If you have developed Flutter apps, you might be aware that keys need to be set to render a list of widgets properly. But why is not it required for stateless widgets? Let’s go through about it.

Here is a sample app that tries to reverse the animal names. Animal names app

If you click the button in the app, it will not work. Let’s try to fix it by uncommenting the code as:

// ...
class AnimalNamesState extends State<AnimalNames> {
  List<AnimalName> animals = [];

  @override
  initState() {
    super.initState();

    animals = [
      AnimalName(key: UniqueKey(), name: "zebra"),
      AnimalName(key: UniqueKey(), name: "dolphin"),
      AnimalName(key: UniqueKey(), name: "horse"),
      AnimalName(key: UniqueKey(), name: "turtle"),
    ];
  }

// ...
class AnimalName extends StatefulWidget {
  const AnimalName({required Key key, required this.name}) : super(key: key);

  final String name;

  @override
  AnimalNameState createState() => AnimalNameState();
}

And now it works! What happened? We can use the debugger in Visual Studio Code to see what happened inside. As for the following setting, you need to set the debug mode to Debug my code + packages + SDK to look into the flutter source code and the run debugging in the Run and Debug tab. Flutter SDK debugging.

In Visual Studio Code, set a breakpoint at the setState. Then try to run step into, step over a few times, and you will find that it will run the updateChildren method.

Keep looking at the method, it calls Widget.canUpdate to verify the widget whether can be updated.
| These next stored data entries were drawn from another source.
use thiserror::Error;

#[derive(Error, Debug)]
pub enum IndexError {
    #[error("faceindex: dimension mismatch: got {got}, want {want}")]
    DimensionMismatch { got: usize, want: usize },

    #[error("faceindex: embedding contains a non-finite value at {position}")]
    NonFinite { position: usize },

    #[error("faceindex: index built for model {stored:?}, active model is {active:?}")]
    ModelMismatch { stored: String, active: String },

    #[error("faceindex: batch length mismatch: {labels} labels, {embeddings} embeddings")]
    BatchLengthMismatch { labels: usize, embeddings: usize },

    #[error("faceindex: {what} is {len} bytes, maximum is {max}")]
    TooLong {
        what: &'static str,
        len: usize,
        max: usize,
    },

    #[error("faceindex: invalid config: {0}")]
    InvalidConfig(String),

    #[error("faceindex: {0}")]
    Io(String),

    #[error("faceindex: invalid format: {0}")]
    InvalidFormat(String),
}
static bool canUpdate(Widget oldWidget, Widget newWidget) {
    return oldWidget.runtimeType == newWidget.runtimeType
        && oldWidget.key == newWidget.key;
}

If the keys are not set, animals keep the same type after reversing. So the canUpdate will return true to let the elements update their widgets. But it still keeps the same layout since it only updated the widgets from AnimalNameState.build to AnimalNameState.build, and the names in the states are not changed.

You can think the AnimaName components represent this diagram: Flutter state elements.

To solve it we need to set keys to the widgets, Flutter can use them to re-order the elements rather than re-creating the widgets in the updateChildren method.

Summary

It looks quite complicated, but it helps Flutter update the elements efficiently to just update the widgets, or re-order the elements. There are ObjectKey, UniqueKey, and ValueKey can be used in different scenarios, you can find the details in LocalKey document.